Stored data
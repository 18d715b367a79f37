//! Backend configuration.

use std::path::PathBuf;
use std::time::Duration;

pub const DEFAULT_NAMESPACE: &str = "focustribe";
pub const DEFAULT_LATENCY_MS: u64 = 300;

#[derive(Debug, Clone, PartialEq, Eq)]
pub struct BackendConfig {
    /// Shared namespace all persisted keys live under.
    pub namespace: String,
    /// SQLite file; `None` keeps state in memory for the process lifetime.
    pub db_path: Option<PathBuf>,
    /// Delay applied before every async API call.
    pub latency: Duration,
    /// Load demo records when nothing has been persisted yet.
    pub seed_demo_data: bool,
}

impl Default for BackendConfig {
    fn default() -> Self {
        Self {
            namespace: DEFAULT_NAMESPACE.to_string(),
            db_path: None,
            latency: Duration::from_millis(DEFAULT_LATENCY_MS),
            seed_demo_data: true,
        }
    }
}

impl BackendConfig {
    /// In-memory, no latency, no demo data.
    pub fn ephemeral() -> Self {
        Self {
            latency: Duration::ZERO,
            seed_demo_data: false,
            ..Self::default()
        }
    }

    pub fn with_namespace(mut self, namespace: impl Into<String>) -> Self {
        self.namespace = namespace.into();
        self
    }

    pub fn with_db_path(mut self, path: impl Into<PathBuf>) -> Self {
        self.db_path = Some(path.into());
        self
    }

    pub fn with_latency(mut self, latency: Duration) -> Self {
        self.latency = latency;
        self
    }

    pub fn with_seed_demo_data(mut self, seed: bool) -> Self {
        self.seed_demo_data = seed;
        self
    }
}
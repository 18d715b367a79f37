//! Mock backend engine for FocusTribe.
//!
//! Holds the authoritative copy of tasks, tribes and focus sessions, allocates
//! identifiers, persists state to a local key-value store and computes the
//! dashboard views. UI collaborators talk to it through `MockApi`.

pub mod api;
pub mod clock;
pub mod config;
pub mod db;
pub mod ids;
pub mod logging;
pub mod model;
pub mod repo;
pub mod seed;
pub mod service;
pub mod stats;
pub mod store;

pub use api::{LatencySimulator, MockApi};
pub use clock::{Clock, FixedClock, SystemClock};
pub use config::BackendConfig;
pub use ids::{Counters, IdAllocator, IdSpaceExhausted};
pub use logging::{default_log_level, init_logging, logging_status};
pub use model::session::{FocusSession, NewSession, SessionId, SessionPatch, SessionStatus};
pub use model::task::{NewTask, Priority, Task, TaskId, TaskPatch, TaskStatus};
pub use model::tribe::{NewTribe, Tribe, TribeId, TribePatch, TribeRole};
pub use model::user::{Credentials, RegisterRequest, UserProfile};
pub use model::validation::ValidationError;
pub use model::EntityKind;
pub use repo::session_repo::SessionFilter;
pub use repo::task_repo::TaskFilter;
pub use repo::{DeleteConfirmation, RepoError, RepoResult};
pub use service::backend::Backend;
pub use stats::{Analytics, DashboardStats, DerivedStats, TaskProgress};
pub use store::{KeyValueStore, PersistenceFailure, SqliteKvStore, StoreError, StoreResult};

/// Minimal health-check API for early integration.
pub fn ping() -> &'static str {
    "pong"
}

/// Returns the core crate version.
pub fn core_version() -> &'static str {
    env!("CARGO_PKG_VERSION")
}

#[cfg(test)]
mod tests {
    use super::{core_version, ping};

    #[test]
    fn ping_returns_pong() {
        assert_eq!(ping(), "pong");
    }

    #[test]
    fn version_is_not_empty() {
        assert!(!core_version().is_empty());
    }
}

Work to be completed
Please reproduce every line shown above, exactly as written.

Reply
repository 18d715b367a79f37
//! Backend configuration.

use std::path::PathBuf;
use std::time::Duration;

pub const DEFAULT_NAMESPACE: &str = "focustribe";
pub const DEFAULT_LATENCY_MS: u64 = 300;

#[derive(Debug, Clone, PartialEq, Eq)]
pub struct BackendConfig {
    /// Shared namespace all persisted keys live under.
    pub namespace: String,
    /// SQLite file; `None` keeps state in memory for the process lifetime.
    pub db_path: Option<PathBuf>,
    /// Delay applied before every async API call.
    pub latency: Duration,
    /// Load demo records when nothing has been persisted yet.
    pub seed_demo_data: bool,
}

impl Default for BackendConfig {
    fn default() -> Self {
        Self {
            namespace: DEFAULT_NAMESPACE.to_string(),
            db_path: None,
            latency: Duration::from_millis(DEFAULT_LATENCY_MS),
            seed_demo_data: true,
        }
    }
}

impl BackendConfig {
    /// In-memory, no latency, no demo data.
    pub fn ephemeral() -> Self {
        Self {
            latency: Duration::ZERO,
            seed_demo_data: false,
            ..Self::default()
        }
    }

    pub fn with_namespace(mut self, namespace: impl Into<String>) -> Self {
        self.namespace = namespace.into();
        self
    }

    pub fn with_db_path(mut self, path: impl Into<PathBuf>) -> Self {
        self.db_path = Some(path.into());
        self
    }

    pub fn with_latency(mut self, latency: Duration) -> Self {
        self.latency = latency;
        self
    }

    pub fn with_seed_demo_data(mut self, seed: bool) -> Self {
        self.seed_demo_data = seed;
        self
    }
}
repository 18d715b367a79f37
//! Mock backend engine for FocusTribe.
//!
//! Holds the authoritative copy of tasks, tribes and focus sessions, allocates
//! identifiers, persists state to a local key-value store and computes the
//! dashboard views. UI collaborators talk to it through `MockApi`.

pub mod api;
pub mod clock;
pub mod config;
pub mod db;
pub mod ids;
pub mod logging;
pub mod model;
pub mod repo;
pub mod seed;
pub mod service;
pub mod stats;
pub mod store;

pub use api::{LatencySimulator, MockApi};
pub use clock::{Clock, FixedClock, SystemClock};
pub use config::BackendConfig;
pub use ids::{Counters, IdAllocator, IdSpaceExhausted};
pub use logging::{default_log_level, init_logging, logging_status};
pub use model::session::{FocusSession, NewSession, SessionId, SessionPatch, SessionStatus};
pub use model::task::{NewTask, Priority, Task, TaskId, TaskPatch, TaskStatus};
pub use model::tribe::{NewTribe, Tribe, TribeId, TribePatch, TribeRole};
pub use model::user::{Credentials, RegisterRequest, UserProfile};
pub use model::validation::ValidationError;
pub use model::EntityKind;
pub use repo::session_repo::SessionFilter;
pub use repo::task_repo::TaskFilter;
pub use repo::{DeleteConfirmation, RepoError, RepoResult};
pub use service::backend::Backend;
pub use stats::{Analytics, DashboardStats, DerivedStats, TaskProgress};
pub use store::{KeyValueStore, PersistenceFailure, SqliteKvStore, StoreError, StoreResult};

/// Minimal health-check API for early integration.
pub fn ping() -> &'static str {
    "pong"
}

/// Returns the core crate version.
pub fn core_version() -> &'static str {
    env!("CARGO_PKG_VERSION")
}

#[cfg(test)]
mod tests {
    use super::{core_version, ping};

    #[test]
    fn ping_returns_pong() {
        assert_eq!(ping(), "pong");
    }

    #[test]
    fn version_is_not_empty() {
        assert!(!core_version().is_empty());
    }
}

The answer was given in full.